If governments at both state and federal levels really wanted to work together to make a difference in the lives of our young teens, a focus on vaping would be an almighty good start.
In the past month, dozens of schools in several states have disciplined students for vaping in toilets, behind classrooms or on sports fields. But it’s the age of the students that should cause most alarm here. Routinely they are in Years 6, 7 and 8.
“And they don’t even think they are cigarettes,” one teacher said. “That’s because they smell like strawberries.”
If thousands of pre-teens were lighting up cigarettes bought online or on the black market there would be national outrage, crisis meetings and a call for parents to lift their game and know what their children are doing.
But vaping has been allowed to spiral out of control due to a lack of knowledge about its ingredients, and an absence of regulation that has seen a huge percentage — some experts estimate perhaps more than 90% — of disposable vapes come from China, where companies can make half a million in a single day. If we are going to take on China, this is no less important to the future of our children than tiffs over trade.

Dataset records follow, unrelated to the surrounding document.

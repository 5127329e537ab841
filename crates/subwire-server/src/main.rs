//! subwire - GraphQL subscription server.
//!
//! Runs the subscription endpoint with the development passthrough engine.

use std::net::SocketAddr;
use std::sync::Arc;
use std::time::Duration;

use clap::Parser;
use subwire_router::DrainPolicy;
use subwire_server::{PassthroughEngine, ServerConfig, SubscriptionServer, WebSocketConfig};
use tracing::{error, info, warn};
use tracing_subscriber::{fmt, prelude::*, EnvFilter};

#[derive(Parser, Debug)]
#[command(name = "subwire-server")]
#[command(about = "GraphQL subscription server")]
#[command(version)]
struct Cli {
    /// Address to listen on
    #[arg(long, env = "SUBWIRE_BIND", default_value = "0.0.0.0:8080")]
    bind: SocketAddr,

    /// Endpoint path
    #[arg(long, env = "SUBWIRE_PATH", default_value = "/graphql")]
    path: String,

    /// Schema name used to build event names
    #[arg(long, env = "SUBWIRE_SCHEMA", default_value = "graphql")]
    schema: String,

    /// Maximum connected clients (unset: unbounded, negative: none)
    #[arg(long, env = "SUBWIRE_MAX_CLIENTS", allow_negative_numbers = true)]
    max_clients: Option<i64>,

    /// Protocol used when the client states no preference
    #[arg(long, default_value = "graphql-transport-ws")]
    default_protocol: String,

    /// Only allow these protocols (comma separated)
    #[arg(long, value_delimiter = ',')]
    allowed_protocols: Option<Vec<String>>,

    /// Reject clients without an Authorization header
    #[arg(long)]
    require_auth: bool,

    /// Keep-alive interval in seconds (0 disables)
    #[arg(long, default_value = "15")]
    keep_alive_secs: u64,

    /// Seconds a client has to send its init message
    #[arg(long, default_value = "10")]
    init_timeout_secs: u64,

    /// Events buffered per client before drops
    #[arg(long, default_value = "64")]
    client_buffer: usize,

    /// Send internal error messages to clients
    #[arg(long)]
    expose_exceptions: bool,

    /// Interval between shutdown drain checks, in milliseconds
    #[arg(long, default_value = "25")]
    drain_poll_ms: u64,

    /// Maximum shutdown drain time, in milliseconds
    #[arg(long, default_value = "5000")]
    drain_ceiling_ms: u64,

    /// Maximum inbound message size in bytes
    #[arg(long, default_value = "1048576")]
    max_message_size: usize,

    /// Log level when RUST_LOG is unset
    #[arg(long, default_value = "info")]
    log_level: String,
}

impl Cli {
    fn server_config(&self) -> ServerConfig {
        let mut config = ServerConfig::new(self.bind)
            .with_route_path(self.path.clone())
            .with_schema_name(self.schema.clone())
            .with_default_protocol(self.default_protocol.clone())
            .with_require_authenticated(self.require_auth)
            .with_init_timeout(Duration::from_secs(self.init_timeout_secs))
            .with_client_buffer_size(self.client_buffer)
            .with_expose_exceptions(self.expose_exceptions)
            .with_drain_policy(DrainPolicy::new(
                Duration::from_millis(self.drain_poll_ms),
                Duration::from_millis(self.drain_ceiling_ms),
            ))
            .with_websocket_config(
                WebSocketConfig::new().with_max_message_size(self.max_message_size),
            );

        if let Some(max) = self.max_clients {
            config = config.with_max_connected_clients(max);
        }
        if let Some(allowed) = &self.allowed_protocols {
            config = config.with_allowed_protocols(allowed.iter().cloned());
        }
        if self.keep_alive_secs > 0 {
            config = config.with_keep_alive_interval(Duration::from_secs(self.keep_alive_secs));
        }
        config
    }
}

#[tokio::main]
async fn main() -> anyhow::Result<()> {
    let cli = Cli::parse();

    tracing_subscriber::registry()
        .with(fmt::layer())
        .with(EnvFilter::try_from_default_env().unwrap_or_else(|_| EnvFilter::new(&cli.log_level)))
        .init();

    let config = cli.server_config();
    info!(
        bind = %config.bind_addr,
        path = %config.route_path,
        schema = %config.schema_name,
        "Starting subwire subscription server"
    );

    let server = Arc::new(SubscriptionServer::new(config, Arc::new(PassthroughEngine)));

    let serving = {
        let server = Arc::clone(&server);
        tokio::spawn(async move { server.serve().await })
    };

    tokio::select! {
        result = tokio::signal::ctrl_c() => {
            if let Err(e) = result {
                warn!(error = %e, "Failed to listen for ctrl-c");
            }
            info!("Shutdown requested");
        }
        joined = serving => {
            match joined {
                Ok(Ok(())) => info!("Server stopped"),
                Ok(Err(e)) => {
                    error!(error = %e, "Server error");
                    return Err(e.into());
                }
                Err(e) => return Err(e.into()),
            }
        }
    }

    let report = server.shutdown().await;
    info!(
        drained = report.drained,
        abandoned = report.abandoned,
        elapsed_ms = report.elapsed.as_millis() as u64,
        "Shutdown complete"
    );
    Ok(())
}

Late in 2021 in Australia it became illegal to buy nicotine vaping products from overseas websites (as well as locally) without a doctor’s prescription, but already a black market on social media has made up for any sales losses.
And arguably this has made it even more difficult to police. The lack of transparency around ingredients is at the heart of how damaging vaping can be. The same toxic and cancer-causing chemicals found in regular cigarettes are being found in vapes.
“This includes the highly addictive chemical nicotine, heavy metals, ultrafine particles, volatile organic compounds and some flavouring chemicals that can be harmful to health,” a Queensland Department of Health guide says.
Nicotine has been found in e-cigarette liquids claiming to be nicotine-free, and one teaspoon of commercially available liquid nicotine, according to some experts, can be irreversibly damaging or fatal for a young child.
Big vaping proponents, like big tobacco in decades past, are happy to attack detractors in an attempt to silence them. In an illustration of the murky influence of those pushing vapes, last night Four Corners revealed how a national vaping lobby group donated a total of $44,000 to the Liberal Party.
GPs say the take-up in vaping by young adults had swamped the reduction in traditional tobacco smoking in older age groups.
“We just don’t know what’s in half of these little vape sticks. It’s not just water and nicotine, because nicotine doesn’t taste like blueberries,” one says.
Indeed the nicotine levels in some vapes have been found to be higher than in traditional cigarettes. And a NSW Health study has found that 70% of vapes contained high levels of nicotine — even though the labels do not mention nicotine as an ingredient.
And yet 400,000 Australians are vaping, and the number of young Australians who’ve taken it up has doubled over the past year.
Alarmingly, educators say it is younger students who are trying it, believing it’s not dangerous and was akin to “inhaling lollies” (because of the different flavours on offer). And those still doing it in senior school are addicted to the disguised nicotine they’ve been ingesting for several years.
We need to do more than say a prescription is required to access a vape. We need to teach children what they are consuming, police a black market that is growing by the day, and stop their import at the borders.